Dietro la vetrina parlamentare si intravede così un retrobottega dove alligna la comune volontà di arrivare con un nulla di fatto al 21 dicembre, quando il poker di giudici da eleggere agevolerà la spartizione dei nominati. Ma, per la Costituzione, ““spartire” e “condividere” sono due verbi molto diversi” (Donatella Stasio, La Stampa, 9 ottobre). La logica “a pacchetto” farà anche gola a entrambi gli schieramenti. Ma non è la logica né degli alti quorum costituzionali necessari alla scelta del giudice mancante, né del tempo indicato dalla legge per la sua elezione: un mese dalla cessazione della carica (qui, invece ne sono già inutilmente trascorsi più di dieci).
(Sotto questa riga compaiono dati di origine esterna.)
use serde::{Deserialize, Serialize};
use strum::{AsRefStr, Display, EnumString};

#[cfg(feature = "database")]
use sea_orm::{DeriveActiveEnum, EnumIter, sea_query::StringLen};

/// Delivery type of a course
#[derive(
    Debug, Clone, Copy, PartialEq, Eq, Hash, Serialize, Deserialize, Display, EnumString, AsRefStr,
)]
#[cfg_attr(feature = "database", derive(EnumIter, DeriveActiveEnum))]
#[cfg_attr(
    feature = "database",
    sea_orm(rs_type = "String", db_type = "String(StringLen::N(16))")
)]
#[serde(rename_all = "SCREAMING_SNAKE_CASE")]
#[strum(serialize_all = "SCREAMING_SNAKE_CASE", ascii_case_insensitive)]
pub enum CourseType {
    #[cfg_attr(feature = "database", sea_orm(string_value = "THEORY"))]
    Theory,
    #[cfg_attr(feature = "database", sea_orm(string_value = "PRACTICAL"))]
    Practical,
    #[cfg_attr(feature = "database", sea_orm(string_value = "BOTH"))]
    Both,
}

/// Curriculum bucket a course is counted under
#[derive(
    Debug, Clone, Copy, PartialEq, Eq, Hash, Serialize, Deserialize, Display, EnumString, AsRefStr,
)]
#[cfg_attr(feature = "database", derive(EnumIter, DeriveActiveEnum))]
#[cfg_attr(
    feature = "database",
    sea_orm(rs_type = "String", db_type = "String(StringLen::N(16))")
)]
#[serde(rename_all = "SCREAMING_SNAKE_CASE")]
#[strum(serialize_all = "SCREAMING_SNAKE_CASE", ascii_case_insensitive)]
pub enum CourseCategory {
    /// Multidisciplinary
    #[cfg_attr(feature = "database", sea_orm(string_value = "MAD"))]
    Mad,
    /// Value added
    #[cfg_attr(feature = "database", sea_orm(string_value = "VAC"))]
    Vac,
    /// Skill enhancement
    #[cfg_attr(feature = "database", sea_orm(string_value = "SEC"))]
    Sec,
    #[cfg_attr(feature = "database", sea_orm(string_value = "CORE"))]
    Core,
    #[cfg_attr(feature = "database", sea_orm(string_value = "VOCATIONAL"))]
    Vocational,
}

/// Programs form a tree: levels (UG, PG) contain degrees
#[derive(
    Debug, Clone, Copy, PartialEq, Eq, Hash, Serialize, Deserialize, Display, EnumString, AsRefStr,
)]
#[cfg_attr(feature = "database", derive(EnumIter, DeriveActiveEnum))]
#[cfg_attr(
    feature = "database",
    sea_orm(rs_type = "String", db_type = "String(StringLen::N(16))")
)]
#[serde(rename_all = "SCREAMING_SNAKE_CASE")]
#[strum(serialize_all = "SCREAMING_SNAKE_CASE", ascii_case_insensitive)]
pub enum ProgramType {
    #[cfg_attr(feature = "database", sea_orm(string_value = "LEVEL"))]
    Level,
    #[cfg_attr(feature = "database", sea_orm(string_value = "DEGREE"))]
    Degree,
}

#[derive(
    Debug, Clone, Copy, PartialEq, Eq, Hash, Serialize, Deserialize, Display, EnumString, AsRefStr,
)]
#[cfg_attr(feature = "database", derive(EnumIter, DeriveActiveEnum))]
#[cfg_attr(
    feature = "database",
    sea_orm(rs_type = "String", db_type = "String(StringLen::N(16))")
)]
#[serde(rename_all = "SCREAMING_SNAKE_CASE")]
#[strum(serialize_all = "SCREAMING_SNAKE_CASE", ascii_case_insensitive)]
pub enum EnrollmentStatus {
    #[cfg_attr(feature = "database", sea_orm(string_value = "ENROLLED"))]
    Enrolled,
    #[cfg_attr(feature = "database", sea_orm(string_value = "DROPPED"))]
    Dropped,
    #[cfg_attr(feature = "database", sea_orm(string_value = "COMPLETED"))]
    Completed,
}

/// Assessment types are free-form labels; only "practical" carries a rule.
pub fn is_practical(assessment_type: &str) -> bool {
    assessment_type.trim().eq_ignore_ascii_case("practical")
}

#[cfg(test)]
mod tests {
    use super::*;
    use std::str::FromStr;

    #[test]
    fn test_course_type_parsing() {
        assert_eq!(CourseType::from_str("THEORY").unwrap(), CourseType::Theory);
        assert_eq!(CourseType::from_str("both").unwrap(), CourseType::Both);
        assert!(CourseType::from_str("LAB").is_err());
    }

    #[test]
    fn test_category_round_trip_through_display() {
        for category in [
            CourseCategory::Mad,
            CourseCategory::Vac,
            CourseCategory::Sec,
            CourseCategory::Core,
            CourseCategory::Vocational,
        ] {
            assert_eq!(CourseCategory::from_str(&category.to_string()).unwrap(), category);
        }
    }

    #[test]
    fn test_enrollment_status_serde() {
        let status: EnrollmentStatus = serde_json::from_str("\"DROPPED\"").unwrap();
        assert_eq!(status, EnrollmentStatus::Dropped);
    }

    #[test]
    fn test_is_practical() {
        assert!(is_practical("practical"));
        assert!(is_practical("Practical "));
        assert!(!is_practical("assignment"));
        assert!(!is_practical("practical-quiz"));
    }
}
5. Servirebbe un sussulto di autonomia politica dell’organo titolare del potere di scegliere il giudice mancante, che la Costituzione non assegna al Governo, al suo Capo o ai vertici dei partiti, ma al Parlamento in seduta comune. Tocca, allora, ai gruppi parlamentari - anche di opposizione prendere l’iniziativa. Propongano una candidatura non di bandiera, bensì riconosciuta dai più come “meritevole per cultura giuridica, esperienza, stima e prestigio, di assumere quell’ufficio così rilevante” (per citare ancora il Capo dello Stato). Inizino a tessere attorno a quel nome la tela del consenso bipartisan. Lo votino, trasversalmente. Scrutinio dopo scrutinio, la candidatura potrà imporsi, a dispetto degli appetiti reciproci. Impossibile? In realtà, è già accaduto nell’ultima elezione al Quirinale. L’impossibile, infatti, non è mai tale; solo richiede un di più di tenacia, di volontà politica e di dignità istituzionale.